_Required action:_
Return verbatim every line from the first line of the data below to the line that contains "use std::collections::HashMap;", inclusive, and no further.

Records excerpted from a collection
════════════════

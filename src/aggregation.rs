//! Grouped counts, sums and time series for dashboard cards and charts.
//!
//! Every input row lands in exactly one bucket: missing or blank labels are
//! grouped under [`UNKNOWN_LABEL`]. Buckets are ordered by descending value
//! with a stable sort, so ties keep the order in which labels were first
//! seen.
//!
//! The dashboard feeds `GROUP BY` rows through [`merge_counts`],
//! [`merge_sums`] and the series builders. [`group_count`] and
//! [`group_sum`] apply the same policy to a collection already held in
//! memory, such as the rows of the current page.

use std::collections::HashMap;
use std::hash::Hash;

use chrono::{Datelike, Days, Months, NaiveDate};
use serde::Serialize;

/// Label for rows whose grouping field is missing.
pub const UNKNOWN_LABEL: &str = "ไม่ระบุ";

#[derive(Debug, Clone, PartialEq, Eq, Serialize)]
pub struct Bucket {
    pub label: String,
    pub count: u64,
}

#[derive(Debug, Clone, PartialEq, Eq, Serialize)]
pub struct SumBucket {
    pub label: String,
    pub total: i64,
}

#[derive(Debug, Clone, PartialEq, Eq, Serialize)]
pub struct PercentBucket {
    pub label: String,
    pub count: u64,
    pub percent: u32,
}

fn label_or_unknown(label: Option<&str>) -> String {
    match label.map(str::trim) {
        Some(label) if !label.is_empty() => label.to_string(),
        _ => UNKNOWN_LABEL.to_string(),
    }
}

/// Accumulates values per label while remembering first-seen order.
struct Tally<V> {
    order: Vec<String>,
    values: HashMap<String, V>,
}

impl<V: Copy + Default + std::ops::AddAssign> Tally<V> {
    fn new() -> Self {
        Self {
            order: Vec::new(),
            values: HashMap::new(),
        }
    }

    fn add(&mut self, label: String, value: V) {
        match self.values.get_mut(&label) {
            Some(total) => *total += value,
            None => {
                self.values.insert(label.clone(), value);
                self.order.push(label);
            }
        }
    }

    fn into_sorted<K: Ord + Copy>(self, key: impl Fn(V) -> K) -> Vec<(String, V)> {
        let Self { order, mut values } = self;
        let mut pairs: Vec<(String, V)> = order
            .into_iter()
            .map(|label| {
                let value = values.remove(&label).unwrap_or_default();
                (label, value)
            })
            .collect();
        pairs.sort_by(|a, b| key(b.1).cmp(&key(a.1)));
        pairs
    }
}

/// Counts records per label extracted by `key`.
pub fn group_count<R, F>(records: &[R], key: F) -> Vec<Bucket>
where
    F: Fn(&R) -> Option<String>,
{
    merge_counts(records.iter().map(|record| (key(record), 1)))
}

/// Sums `value` per label extracted by `key`.
pub fn group_sum<R, K, V>(records: &[R], key: K, value: V) -> Vec<SumBucket>
where
    K: Fn(&R) -> Option<String>,
    V: Fn(&R) -> i64,
{
    merge_sums(records.iter().map(|record| (key(record), value(record))))
}

/// Folds `(label, count)` rows, e.g. from a `GROUP BY`, into buckets.
/// NULL and blank labels merge into one [`UNKNOWN_LABEL`] bucket.
pub fn merge_counts<I>(rows: I) -> Vec<Bucket>
where
    I: IntoIterator<Item = (Option<String>, u64)>,
{
    let mut tally = Tally::new();
    for (label, count) in rows {
        tally.add(label_or_unknown(label.as_deref()), count);
    }
    tally
        .into_sorted(|count| count)
        .into_iter()
        .map(|(label, count)| Bucket { label, count })
        .collect()
}

/// Folds `(label, sum)` rows into buckets with the same policy as [`merge_counts`].
pub fn merge_sums<I>(rows: I) -> Vec<SumBucket>
where
    I: IntoIterator<Item = (Option<String>, i64)>,
{
    let mut tally = Tally::new();
    for (label, total) in rows {
        tally.add(label_or_unknown(label.as_deref()), total);
    }
    tally
        .into_sorted(|total| total)
        .into_iter()
        .map(|(label, total)| SumBucket { label, total })
        .collect()
}

/// Replaces raw keys (ids, codes) with display labels before merging.
/// Keys without a label count as unknown.
pub fn relabel<K, I>(rows: I, labels: &HashMap<K, String>) -> Vec<(Option<String>, u64)>
where
    K: Eq + Hash,
    I: IntoIterator<Item = (Option<K>, u64)>,
{
    rows.into_iter()
        .map(|(key, count)| (key.and_then(|key| labels.get(&key).cloned()), count))
        .collect()
}

/// Keeps the `n` largest buckets.
pub fn top_n<T>(mut buckets: Vec<T>, n: usize) -> Vec<T> {
    buckets.truncate(n);
    buckets
}

/// `round(count / total * 100)`, or 0 when `total` is 0.
pub fn percent(count: u64, total: u64) -> u32 {
    if total == 0 {
        return 0;
    }
    ((count as f64 / total as f64) * 100.0).round() as u32
}

pub fn percentages(buckets: &[Bucket], total: u64) -> Vec<PercentBucket> {
    buckets
        .iter()
        .map(|bucket| PercentBucket {
            label: bucket.label.clone(),
            count: bucket.count,
            percent: percent(bucket.count, total),
        })
        .collect()
}

/// Calendar granularity of a time series.
#[derive(Debug, Clone, Copy, PartialEq, Eq)]
pub enum Period {
    Day,
    Month,
    Year,
}

impl Period {
    /// `strftime` pattern of the bucket label. SQLite and chrono render it
    /// identically.
    pub const fn pattern(self) -> &'static str {
        match self {
            Period::Day => "%Y-%m-%d",
            Period::Month => "%Y-%m",
            Period::Year => "%Y",
        }
    }

    pub fn label(self, day: NaiveDate) -> String {
        day.format(self.pattern()).to_string()
    }
}

fn first_of_month(day: NaiveDate) -> NaiveDate {
    day.with_day(1).unwrap_or(day)
}

/// Counts per calendar month for `months` months starting at the month of
/// `first_month`. Months without rows are present with count 0.
pub fn monthly_series<I>(rows: I, first_month: NaiveDate, months: u32) -> Vec<Bucket>
where
    I: IntoIterator<Item = (String, u64)>,
{
    let start = first_of_month(first_month);
    let keys = (0..months).filter_map(|offset| start.checked_add_months(Months::new(offset)));

    fill_series(Period::Month, keys, rows)
}

/// Counts per day for the `days` days ending with `last_day`, oldest first.
pub fn daily_series<I>(rows: I, last_day: NaiveDate, days: u32) -> Vec<Bucket>
where
    I: IntoIterator<Item = (String, u64)>,
{
    let first_day = last_day
        .checked_sub_days(Days::new(u64::from(days.saturating_sub(1))))
        .unwrap_or(last_day);
    let keys = first_day.iter_days().take(days as usize);

    fill_series(Period::Day, keys, rows)
}

/// Counts per calendar year for `years` years starting at `first_year`.
pub fn yearly_series<I>(rows: I, first_year: i32, years: u32) -> Vec<Bucket>
where
    I: IntoIterator<Item = (String, u64)>,
{
    let keys =
        (0..years as i32).filter_map(|offset| NaiveDate::from_ymd_opt(first_year + offset, 1, 1));

    fill_series(Period::Year, keys, rows)
}

/// Pre-generates the label of every key with a zero count, then adds the
/// `(label, count)` rows in one pass. Labels outside the key set are
/// ignored.
fn fill_series<K, I>(period: Period, keys: K, rows: I) -> Vec<Bucket>
where
    K: IntoIterator<Item = NaiveDate>,
    I: IntoIterator<Item = (String, u64)>,
{
    let mut series: Vec<Bucket> = keys
        .into_iter()
        .map(|key| Bucket {
            label: period.label(key),
            count: 0,
        })
        .collect();
    let index: HashMap<String, usize> = series
        .iter()
        .enumerate()
        .map(|(position, bucket)| (bucket.label.clone(), position))
        .collect();

    for (label, count) in rows {
        if let Some(position) = index.get(&label) {
            series[*position].count += count;
        }
    }

    series
}

/// How many of an organization's photo slots are filled.
#[derive(Debug, Clone, Copy, PartialEq, Eq, Hash)]
pub enum ImageTier {
    Complete,
    Partial,
    Missing,
}

impl ImageTier {
    pub const ALL: [ImageTier; 3] = [ImageTier::Complete, ImageTier::Partial, ImageTier::Missing];

    pub fn from_count(count: usize) -> Self {
        match count {
            0 => ImageTier::Missing,
            n if n >= crate::domain::organization::MAX_IMAGES => ImageTier::Complete,
            _ => ImageTier::Partial,
        }
    }

    pub fn label(&self) -> &'static str {
        match self {
            ImageTier::Complete => "รูปครบ",
            ImageTier::Partial => "รูปไม่ครบ",
            ImageTier::Missing => "ไม่มีรูป",
        }
    }
}

/// Image-completeness distribution from `(attached images, organizations)`
/// rows. All three tiers are always present, in a fixed order.
pub fn image_completeness(tallies: &[(usize, u64)]) -> Vec<PercentBucket> {
    let total = tallies.iter().map(|(_, count)| count).sum();
    ImageTier::ALL
        .iter()
        .map(|tier| {
            let count = tallies
                .iter()
                .filter(|(images, _)| ImageTier::from_count(*images) == *tier)
                .map(|(_, count)| count)
                .sum();
            PercentBucket {
                label: tier.label().to_string(),
                count,
                percent: percent(count, total),
            }
        })
        .collect()
}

════════════════

_Your solution:_
filename src/aggregation.rs
//! Grouped counts, sums and time series for dashboard cards and charts.
//!
//! Every input row lands in exactly one bucket: missing or blank labels are
//! grouped under [`UNKNOWN_LABEL`]. Buckets are ordered by descending value
//! with a stable sort, so ties keep the order in which labels were first
//! seen.
//!
//! The dashboard feeds `GROUP BY` rows through [`merge_counts`],
//! [`merge_sums`] and the series builders. [`group_count`] and
//! [`group_sum`] apply the same policy to a collection already held in
//! memory, such as the rows of the current page.

use std::collections::HashMap;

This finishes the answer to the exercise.